Supplied material START

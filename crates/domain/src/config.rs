use serde::{Deserialize, Serialize};
use std::path::PathBuf;

// ━━━━━━━━━━━━━━━━━━━━━━━━━━━━━━━━━━━━━━━━━━━━━━━━━━━━━━━━━━━━━━━━━━
// Top-level config
// ━━━━━━━━━━━━━━━━━━━━━━━━━━━━━━━━━━━━━━━━━━━━━━━━━━━━━━━━━━━━━━━━━━

#[derive(Debug, Clone, Serialize, Deserialize, Default)]
pub struct Config {
    #[serde(default)]
    pub server: ServerConfig,
    #[serde(default)]
    pub home: HomeConfig,
    #[serde(default)]
    pub llm: LlmConfig,
    #[serde(default)]
    pub memory: MemoryConfig,
    #[serde(default)]
    pub browser: BrowserConfig,
    #[serde(default)]
    pub agent: AgentConfig,
    #[serde(default)]
    pub tasks: TaskConfig,
}

// ━━━━━━━━━━━━━━━━━━━━━━━━━━━━━━━━━━━━━━━━━━━━━━━━━━━━━━━━━━━━━━━━━━
// Sections
// ━━━━━━━━━━━━━━━━━━━━━━━━━━━━━━━━━━━━━━━━━━━━━━━━━━━━━━━━━━━━━━━━━━

#[derive(Debug, Clone, Serialize, Deserialize)]
pub struct ServerConfig {
    #[serde(default = "d_host")]
    pub host: String,
    /// 0 = pick an ephemeral port and write it to `daemon.port`.
    #[serde(default)]
    pub port: u16,
    /// Bearer token required by cloud-proxying endpoints. `None` = local
    /// dev mode (no auth enforced).
    #[serde(default)]
    pub api_token: Option<String>,
}

impl Default for ServerConfig {
    fn default() -> Self {
        Self {
            host: d_host(),
            port: 0,
            api_token: None,
        }
    }
}

/// Filesystem layout under the daemon home (default `~/.ami`).
#[derive(Debug, Clone, Serialize, Deserialize)]
pub struct HomeConfig {
    #[serde(default = "d_home")]
    pub root: PathBuf,
}

impl Default for HomeConfig {
    fn default() -> Self {
        Self { root: d_home() }
    }
}

impl HomeConfig {
    pub fn workspaces_dir(&self) -> PathBuf {
        self.root.join("workspaces")
    }
    pub fn logs_dir(&self) -> PathBuf {
        self.root.join("logs")
    }
    pub fn settings_path(&self) -> PathBuf {
        self.root.join("settings.json")
    }
    pub fn integrations_path(&self) -> PathBuf {
        self.root.join("integrations.json")
    }
    pub fn port_file(&self) -> PathBuf {
        self.root.join("daemon.port")
    }
}

#[derive(Debug, Clone, Serialize, Deserialize)]
pub struct LlmConfig {
    /// Preferred provider id when several are configured.
    #[serde(default = "d_provider")]
    pub default_provider: String,
    #[serde(default)]
    pub anthropic_model: Option<String>,
    #[serde(default)]
    pub openai_model: Option<String>,
    #[serde(default = "d_llm_timeout")]
    pub timeout_secs: u64,
    /// Attempts per provider call (1 initial + retries on 5xx/timeout).
    #[serde(default = "d_llm_retries")]
    pub max_retries: u32,
}

impl Default for LlmConfig {
    fn default() -> Self {
        Self {
            default_provider: d_provider(),
            anthropic_model: None,
            openai_model: None,
            timeout_secs: d_llm_timeout(),
            max_retries: d_llm_retries(),
        }
    }
}

#[derive(Debug, Clone, Serialize, Deserialize)]
pub struct MemoryConfig {
    #[serde(default = "d_memory_url")]
    pub base_url: String,
    #[serde(default)]
    pub api_key: Option<String>,
    #[serde(default = "d_memory_timeout")]
    pub timeout_secs: u64,
    /// The plan call is allowed longer than ordinary queries.
    #[serde(default = "d_plan_timeout")]
    pub plan_timeout_secs: u64,
    #[serde(default = "d_llm_retries")]
    pub max_retries: u32,
}

impl Default for MemoryConfig {
    fn default() -> Self {
        Self {
            base_url: d_memory_url(),
            api_key: None,
            timeout_secs: d_memory_timeout(),
            plan_timeout_secs: d_plan_timeout(),
            max_retries: d_llm_retries(),
        }
    }
}

#[derive(Debug, Clone, Serialize, Deserialize)]
pub struct BrowserConfig {
    /// CDP devtools port of the managed browser. `None` = browser tools
    /// report a config error until one is provided.
    #[serde(default)]
    pub cdp_port: Option<u16>,
    #[serde(default = "d_pool_size")]
    pub page_pool_size: usize,
}

impl Default for BrowserConfig {
    fn default() -> Self {
        Self {
            cdp_port: None,
            page_pool_size: d_pool_size(),
        }
    }
}

#[derive(Debug, Clone, Serialize, Deserialize)]
pub struct AgentConfig {
    #[serde(default = "d_max_steps")]
    pub max_steps: u32,
    /// Approximate token ceiling for a single agent's message log.
    #[serde(default = "d_context_tokens")]
    pub context_token_ceiling: usize,
    /// Per-tool-result ceiling in bytes before `[Truncated]` kicks in.
    #[serde(default = "d_result_bytes")]
    pub tool_result_max_bytes: usize,
    #[serde(default = "d_subtask_retries")]
    pub max_subtask_retries: u32,
    #[serde(default = "d_shell_timeout")]
    pub shell_timeout_secs: u64,
    #[serde(default = "d_shell_cap")]
    pub shell_timeout_cap_secs: u64,
    #[serde(default = "d_human_timeout")]
    pub human_response_timeout_secs: u64,
}

impl Default for AgentConfig {
    fn default() -> Self {
        Self {
            max_steps: d_max_steps(),
            context_token_ceiling: d_context_tokens(),
            tool_result_max_bytes: d_result_bytes(),
            max_subtask_retries: d_subtask_retries(),
            shell_timeout_secs: d_shell_timeout(),
            shell_timeout_cap_secs: d_shell_cap(),
            human_response_timeout_secs: d_human_timeout(),
        }
    }
}

#[derive(Debug, Clone, Serialize, Deserialize)]
pub struct TaskConfig {
    /// Event queue bound per task.
    #[serde(default = "d_queue_bound")]
    pub event_queue_bound: usize,
    /// Steering queue bound per task.
    #[serde(default = "d_queue_bound")]
    pub steering_queue_bound: usize,
    /// Terminal tasks older than this are swept.
    #[serde(default = "d_gc_age")]
    pub gc_max_age_secs: u64,
    #[serde(default = "d_gc_interval")]
    pub gc_interval_secs: u64,
    /// Orchestrator session idle timeout.
    #[serde(default = "d_session_idle")]
    pub session_idle_secs: u64,
    /// SSE stream idle abort.
    #[serde(default = "d_stream_idle")]
    pub stream_idle_secs: u64,
    #[serde(default = "d_heartbeat")]
    pub heartbeat_secs: u64,
}

impl Default for TaskConfig {
    fn default() -> Self {
        Self {
            event_queue_bound: d_queue_bound(),
            steering_queue_bound: d_queue_bound(),
            gc_max_age_secs: d_gc_age(),
            gc_interval_secs: d_gc_interval(),
            session_idle_secs: d_session_idle(),
            stream_idle_secs: d_stream_idle(),
            heartbeat_secs: d_heartbeat(),
        }
    }
}

// ── defaults ───────────────────────────────────────────────────────

fn d_host() -> String {
    "127.0.0.1".into()
}
fn d_home() -> PathBuf {
    dirs_home().join(".ami")
}
fn d_provider() -> String {
    "anthropic".into()
}
fn d_llm_timeout() -> u64 {
    120
}
fn d_llm_retries() -> u32 {
    3
}
fn d_memory_url() -> String {
    "https://api.ariseos.dev".into()
}
fn d_memory_timeout() -> u64 {
    30
}
fn d_plan_timeout() -> u64 {
    30
}
fn d_pool_size() -> usize {
    4
}
fn d_max_steps() -> u32 {
    40
}
fn d_context_tokens() -> usize {
    180_000
}
fn d_result_bytes() -> usize {
    8 * 1024
}
fn d_subtask_retries() -> u32 {
    2
}
fn d_shell_timeout() -> u64 {
    120
}
fn d_shell_cap() -> u64 {
    600
}
fn d_human_timeout() -> u64 {
    300
}
fn d_queue_bound() -> usize {
    128
}
fn d_gc_age() -> u64 {
    3600
}
fn d_gc_interval() -> u64 {
    600
}
fn d_session_idle() -> u64 {
    30 * 60
}
fn d_stream_idle() -> u64 {
    10 * 60
}
fn d_heartbeat() -> u64 {
    30
}

/// The user's home, falling back to the current directory
/// (containerized runs).
fn dirs_home() -> PathBuf {
    dirs::home_dir().unwrap_or_else(|| PathBuf::from("."))
}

Supplied material END

Return the lines of the records that include the string "Option".

    pub api_token: Option<String>,
    pub anthropic_model: Option<String>,
    pub openai_model: Option<String>,
    pub api_key: Option<String>,
    pub cdp_port: Option<u16>,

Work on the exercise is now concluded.